DEEP ECOLOGY AND THE CONSERVATION OF ECUADOR RAINFORESTS by John Seed
John Seed is offering 2 deep ecology workshops on the N Coast this year near Kyogle (August 26-28) and near Nimbin (October 21-23). 25% of proceeds support the protection of Ecuadorean rainforests.
I have worked for worldwide rainforests since 1979. Although many of our efforts succeeded, for every forest saved 100 have disappeared. Clearly you can’t save the planet one forest at a time. One green Earth or a bowl of dust. Without a profound change of consciousness we can kiss the forests goodbye, the ones we’ve "saved" alongside the rest.
Deep ecology is a key to the change we need. To deep ecology, underlying all the symptoms of the environmental crisis lies a psychological or spiritual root – the illusion of separation from the rest of the natural world which stems from anthropocentrism or human-centeredness.
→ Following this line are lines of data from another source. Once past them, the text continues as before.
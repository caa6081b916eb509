use std::io;

use tokio::io::{AsyncWrite, AsyncWriteExt};

use crate::{LEN_TYPE_SIZE, LenType, MAX_FRAME_LEN, Serialize};

/// Writing end of a framed channel.
///
/// Every message becomes one frame: a big endian `u64` payload length followed by the payload.
pub struct OnoSender<W>
where
    W: AsyncWrite + Unpin,
{
    tx: W,
    frame: Vec<u8>,
}

impl<W: AsyncWrite + Unpin> OnoSender<W> {
    pub(super) fn new(tx: W) -> Self {
        Self {
            tx,
            frame: Vec::new(),
        }
    }

    /// Sends `msg` as a single frame and flushes it.
    ///
    /// # Errors
    /// `io::ErrorKind::InvalidInput` if the payload is larger than `MAX_FRAME_LEN`, in which
    /// case nothing is written. Otherwise any error of the underlying writer.
    pub async fn send<'a, T: Serialize<'a>>(&mut self, msg: &'a T) -> io::Result<()> {
        let Self { tx, frame } = self;

        frame.clear();
        frame.resize(LEN_TYPE_SIZE, 0);
        if let Some(tail) = msg.serialize(frame) {
            frame.extend_from_slice(tail);
        }

        let len = frame.len() - LEN_TYPE_SIZE;
        if len > MAX_FRAME_LEN {
            return Err(io::Error::new(
                io::ErrorKind::InvalidInput,
                format!("payload of {len} bytes exceeds the {MAX_FRAME_LEN} bytes limit"),
            ));
        }

        frame[..LEN_TYPE_SIZE].copy_from_slice(&(len as LenType).to_be_bytes());
        tx.write_all(frame).await?;
        tx.flush().await
    }
}
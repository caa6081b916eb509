pub mod aggregation;
pub mod dataset;
pub mod error;
pub mod params;
pub mod training;

pub use aggregation::Aggregator;
pub use error::{MlErr, Result};
pub use params::{ParameterVector, Tensor};
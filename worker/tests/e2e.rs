use std::{env, num::NonZeroUsize, process, sync::Arc};

use comms::{
    OnoReceiver, OnoSender,
    msg::{Reply, Signal},
};
use machine_learning::{
    ParameterVector,
    training::{LocalTrainer, TrainStats},
};
use parking_lot::Mutex;
use tokio::{
    io::{self, AsyncRead, AsyncWrite},
    net::TcpListener,
    task::JoinSet,
};
use worker::{
    RunReport, WorkerLoop,
    exchange::{ExchangeStore, FileStore, Layout, MemoryStore, StoreEvent},
    net::{CoordinatorClient, TcpCoordinatorClient},
};

const COHORT: [[f32; 4]; 3] = [[1.0, 2.0, 3.0, 4.0], [3.0, 4.0, 5.0, 6.0], [5.0, 6.0, 7.0, 8.0]];

/// Keeps its parameters as they are, only what the cohort hands back changes them.
struct FrozenTrainer {
    params: ParameterVector,
    loaded: Arc<Mutex<Vec<ParameterVector>>>,
}

impl LocalTrainer for FrozenTrainer {
    fn train(&mut self) -> machine_learning::Result<TrainStats> {
        Ok(TrainStats {
            steps: 0,
            loss: 0.0,
        })
    }

    fn evaluate(&self) -> machine_learning::Result<f32> {
        Ok(1.0)
    }

    fn parameters(&self) -> ParameterVector {
        self.params.clone()
    }

    fn set_parameters(&mut self, params: ParameterVector) -> machine_learning::Result<()> {
        self.loaded.lock().push(params.clone());
        self.params = params;
        Ok(())
    }
}

/// Releases the cohort once every peer signalled, answering `Stop` after the last round.
async fn barrier_coordinator<R, W>(
    mut peers: Vec<(OnoReceiver<R>, OnoSender<W>)>,
    rounds: u64,
) -> io::Result<()>
where
    R: AsyncRead + Unpin,
    W: AsyncWrite + Unpin,
{
    for barrier in 0..=rounds {
        for (rx, _) in peers.iter_mut() {
            let _: Signal = rx.recv().await?;
        }

        let reply = if barrier == rounds {
            Reply::Stop
        } else {
            Reply::Continue
        };

        for (_, tx) in peers.iter_mut() {
            tx.send(&reply).await?;
        }
    }

    Ok(())
}

fn trainers() -> Vec<(FrozenTrainer, Arc<Mutex<Vec<ParameterVector>>>)> {
    COHORT
        .iter()
        .map(|values| {
            let loaded = Arc::<Mutex<Vec<ParameterVector>>>::default();
            let trainer = FrozenTrainer {
                params: ParameterVector::from_flat(values.to_vec()),
                loaded: Arc::clone(&loaded),
            };
            (trainer, loaded)
        })
        .collect()
}

fn assert_averaged(reports: &[RunReport], loaded: &[Arc<Mutex<Vec<ParameterVector>>>]) {
    let expected = ParameterVector::from_flat(vec![3.0, 4.0, 5.0, 6.0]);

    for (report, loaded) in reports.iter().zip(loaded) {
        assert_eq!(*loaded.lock(), vec![expected.clone(), expected.clone()]);
        assert_eq!(report.params, expected);
        assert_eq!(report.rounds, 3);
        assert_eq!(report.metrics.local_accuracy.len(), 3);
        assert_eq!(report.metrics.global_accuracy.len(), 2);
    }
}

#[tokio::test(flavor = "multi_thread", worker_threads = 2)]
async fn three_workers_average_over_duplex_channels() -> worker::Result<()> {
    const ROUNDS: u64 = 3;

    let store = MemoryStore::new(NonZeroUsize::new(COHORT.len()).unwrap());
    let mut peers = Vec::new();
    let mut loaded = Vec::new();
    let mut workers = JoinSet::new();

    for (id, (trainer, seen)) in trainers().into_iter().enumerate() {
        let (co_stream, wk_stream) = io::duplex(4096);
        let (co_rx, co_tx) = io::split(co_stream);
        peers.push(comms::channel(co_rx, co_tx));
        loaded.push(seen);

        let (wk_rx, wk_tx) = io::split(wk_stream);
        let (wk_rx, wk_tx) = comms::channel(wk_rx, wk_tx);
        let store = store.handle(id);

        workers.spawn(async move {
            let mut client = CoordinatorClient::new(wk_rx, wk_tx);
            let report = WorkerLoop::new(id, trainer, store).run(&mut client).await?;
            Ok::<_, worker::WorkerErr>((id, report))
        });
    }

    barrier_coordinator(peers, ROUNDS).await?;

    let mut reports = Vec::new();
    while let Some(joined) = workers.join_next().await {
        reports.push(joined.expect("worker task panicked")?);
    }
    reports.sort_by_key(|(id, _)| *id);
    let reports: Vec<_> = reports.into_iter().map(|(_, report)| report).collect();

    assert_averaged(&reports, &loaded);
    assert_reads_follow_every_publish(&store.journal());
    Ok(())
}

/// No round is read before the whole cohort published it.
fn assert_reads_follow_every_publish(journal: &[StoreEvent]) {
    for (at, event) in journal.iter().enumerate() {
        let StoreEvent::Read { round, .. } = *event else {
            continue;
        };

        let published = journal[..at]
            .iter()
            .filter(|e| matches!(e, StoreEvent::Published { round: r, .. } if *r == round))
            .count();

        assert_eq!(published, COHORT.len(), "round {round} read early: {journal:?}");
    }

    let reads = journal
        .iter()
        .filter(|e| matches!(e, StoreEvent::Read { .. }))
        .count();
    assert_eq!(reads, 2 * COHORT.len());
}

#[tokio::test(flavor = "multi_thread", worker_threads = 2)]
async fn three_workers_average_through_files_over_tcp() -> worker::Result<()> {
    const ROUNDS: u64 = 3;

    let dir = env::temp_dir().join(format!("worker-e2e-{}", process::id()));
    let listener = TcpListener::bind("127.0.0.1:0").await?;
    let addr = listener.local_addr()?.to_string();
    let cohort = NonZeroUsize::new(COHORT.len()).unwrap();

    let mut loaded = Vec::new();
    let mut workers = JoinSet::new();

    for (id, (trainer, seen)) in trainers().into_iter().enumerate() {
        loaded.push(seen);

        let store = FileStore::new(id, cohort, Layout::Shared { dir: dir.clone() });
        let addr = addr.clone();

        workers.spawn(async move {
            let mut client = TcpCoordinatorClient::connect(&addr).await?;
            let report = WorkerLoop::new(id, trainer, store).run(&mut client).await?;
            Ok::<_, worker::WorkerErr>((id, report))
        });
    }

    let mut peers = Vec::new();
    for _ in 0..COHORT.len() {
        let (stream, _) = listener.accept().await?;
        let (rx, tx) = stream.into_split();
        peers.push(comms::channel(rx, tx));
    }
    barrier_coordinator(peers, ROUNDS).await?;

    let mut reports = Vec::new();
    while let Some(joined) = workers.join_next().await {
        reports.push(joined.expect("worker task panicked")?);
    }
    reports.sort_by_key(|(id, _)| *id);
    let reports: Vec<_> = reports.into_iter().map(|(_, report)| report).collect();

    assert_averaged(&reports, &loaded);

    let last = FileStore::new(0, cohort, Layout::Shared { dir: dir.clone() });
    assert_eq!(last.read_all(ROUNDS).await?.len(), COHORT.len());

    // Earlier rounds were retired by every worker, only the last one is kept.
    for round in 1..ROUNDS {
        assert!(!dir.join(format!("round-{round}")).exists(), "round {round} was kept");
    }

    tokio::fs::remove_dir_all(&dir).await?;
    Ok(())
}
Conditioned since the Old Testament to “subdue and dominate” nature, the modern psyche is radically alienated from the air, water and soil which underpin life and this is reflected in the rapid shredding of all natural systems in the name of economic development. Deep ecology reminds us that the world is not a pyramid with humans on top, but a web. We humans are but one strand in that web and as we destroy this web, we destroy the foundations for all complex life including our own
While we maintain a self-image created in the matrix of anthropocentric culture, a shrunken and illusory sense of self that doesn't include the air and water and soil, we will experience nature as "outside" our self and fail to recognize that the nature "out there" and the nature "in here" are one and the same.
Many people INTELLECTUALLY realize that we are inseparable from Nature and that the sense of separation that we feel is socially conditioned and illusory.
The deep ecology workshops created by Joanna Macy and myself enable us to find an end to this illusion and EXPERIENCE our rootedness in the living Earth.
ECUADOR RAINFORESTS
The Rainforest Information Centre has been working to protect the rainforests of Ecuador since the 1980’s. We helped establish the 7000 Ha Los Cedros Biological Reserve in 1988. Due to the tireless work of reserve director Jose Decoux, the reserve has flourished in spite of the degradation of most of the surrounding rainforests.
University of Oregon Professor Bitty Roy says that “Los Cedros is the best preserved rainforest in Western Ecuador” and Blanca Rios Touma PhD UCLA reports that Los Cedros is now the only intact watershed on the west side of Ecuador.
We have been “saving” Los Cedros ever since from a constant stream of threats – illegal logging, poaching, land development – but the most serious challenge was a corrupt government decision a few years ago that allowed mining in “Bosques Protectores”. We raised about $80,000 for a series of legal cases culminating in the decision by the Constitutional Court (the highest court in the land) to accept our argument that mining abrogated the “Rights of Nature” enshrined in Ecuador’s constitution.
As important as this decision is for Los Cedros (the mining companies have left at last!), the precedent this sets impacts over 2 million Ha of Bosques Protectores which are now under mining leases and the first of these have now initiated legal proceedings based on this precedent. RIC is now fundraising to support these court proceedings and our director, Liz Downes, is travelling to Ecuador to support more such actions.